Así, el exceso de libertad termina en abandono, porque un adolescente no está capacitado para administrar totalmente su naturaleza. No puedo darle información y librarlo a que haga lo que a sus impulsos le plazcan. Para saber elegir lo que le hace bien, y no reprimir, debemos explicar la naturaleza limitada de la libertad. Lo que sucede es que el relativismo moral conduce a cambiar lo naturalmente bueno por “naturalizar” lo que es malo. Y puede llevar a conductas autodestructivas bajo la ilusión de elegir. Pero la conciencia se fortalece cuando comprende y acepta los límites morales. De lo contrario se debilita y es más propensa a ceder ante las tentaciones de cosas atractivas pero negativas, y ante la adversidad. Es preciso forjar dentro de la personalidad el autocontrol y la disciplina que permiten obedecer normas sociales. Objeto imposible ante una permisividad indiscriminada.

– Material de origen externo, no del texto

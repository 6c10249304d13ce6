//! Destinations for measured values.

use parking_lot::Mutex;
use std::fs::{File, OpenOptions};
use std::io::{self, BufWriter, Write};
use std::path::{Path, PathBuf};
use std::sync::Arc;

/// Receives every value the poller publishes.
pub trait ValueSink: Send {
    /// Record one value.
    fn write_value(&mut self, value: f64) -> io::Result<()>;

    /// Flush and release the destination. Called once when the sink is
    /// detached or the poller finishes.
    fn close(&mut self) -> io::Result<()> {
        Ok(())
    }

    /// Name for logs.
    fn describe(&self) -> String {
        "sink".to_string()
    }
}

/// Format a value as written to text sinks: always with a decimal point.
pub fn format_value(value: f64) -> String {
    if value.is_finite() && value.fract() == 0.0 {
        format!("{:.1}", value)
    } else {
        format!("{}", value)
    }
}

/// Appends one value per line to a text file.
#[derive(Debug)]
pub struct FileSink {
    path: PathBuf,
    writer: BufWriter<File>,
}

impl FileSink {
    /// Open `path` for appending, creating it if needed.
    pub fn append(path: impl AsRef<Path>) -> io::Result<Self> {
        let path = path.as_ref().to_path_buf();
        let file = OpenOptions::new().create(true).append(true).open(&path)?;
        Ok(FileSink {
            path,
            writer: BufWriter::new(file),
        })
    }

    pub fn path(&self) -> &Path {
        &self.path
    }
}

impl ValueSink for FileSink {
    fn write_value(&mut self, value: f64) -> io::Result<()> {
        writeln!(self.writer, "{}", format_value(value))?;
        self.writer.flush()
    }

    fn close(&mut self) -> io::Result<()> {
        self.writer.flush()
    }

    fn describe(&self) -> String {
        self.path.display().to_string()
    }
}

/// Collects values in memory. Clones share the same buffer.
#[derive(Debug, Clone, Default)]
pub struct MemorySink {
    values: Arc<Mutex<Vec<f64>>>,
    closed: Arc<Mutex<bool>>,
}

impl MemorySink {
    pub fn new() -> Self {
        Self::default()
    }

    /// Values recorded so far.
    pub fn values(&self) -> Vec<f64> {
        self.values.lock().clone()
    }

    pub fn is_closed(&self) -> bool {
        *self.closed.lock()
    }
}

impl ValueSink for MemorySink {
    fn write_value(&mut self, value: f64) -> io::Result<()> {
        self.values.lock().push(value);
        Ok(())
    }

    fn close(&mut self) -> io::Result<()> {
        *self.closed.lock() = true;
        Ok(())
    }

    fn describe(&self) -> String {
        "memory".to_string()
    }
}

Revertir el déficit educativo familiar exige que los hijos se nutran de los valores y virtudes principales del ser humano.

Que sepan que amar es hacerse responsable de una persona, que no incorporen un sentido de cosificación de la mujer y del hombre, que es posible construir vínculos fuertes y permanentes si están basados en el amor. Promover el compañerismo, la solidaridad, el respeto a la autoridad, el sentido de la responsabilidad de las propias acciones. Inducir a la autodisciplina, al deporte. Fomentar la pasión por el conocimiento, la formación intelectual, la lectura, el conocimiento de la historia de su país y el amor a él, la predisposición de aportar a lo colectivo, el desapego de la idea materialista de la vida, la cultura del trabajo y el esfuerzo. Que entiendan que los verdaderos ejemplos de vida no son los ídolos que presenta la cultura mediática; que se fijen metas trascendentes en lugar de estar a la deriva de las circunstancias.

Es acuciante modificar el ecosistema social, constituido por la realidad de la persona, la familia y la sociedad, bajo la premisa fundamental de que los valores morales son atemporales y no relativos al tiempo. Ni todo pasado fue mejor ni el paso del tiempo acarrea en sí mismo grandeza y prosperidad.

Defender valores no es ser anticuado, es preservar el eje de la virtud, la moral, la sensatez, la responsabilidad, la solidaridad y la justicia que hace posible una Comunidad.

No alcanza con asegurar el contexto familiar, es preciso trascender esa dimensión y trabajar para modificar urgentemente el plano social.

Los hechos extremos deben servir para frenar la anestesia social y darse cuenta de que no es que espontáneamente se ha cometido un error, sino que hace tiempo tomamos un rumbo equivocado que se ha perpetuado por inercia.

La evolución no se produce en compartimentos estancos ni por fatalismos independientes de nuestra voluntad, sino altamente condicionada por ella. Existir implica una responsabilidad histórica.

Finalmente, la historia de nuestra conducta revela con claridad que la libertad no es libertad cuando elegimos optar por aceptar un umbral básico de fracaso sino cuando una sociedad se esclaviza al deber de cuidar todas las dimensiones de lo humano.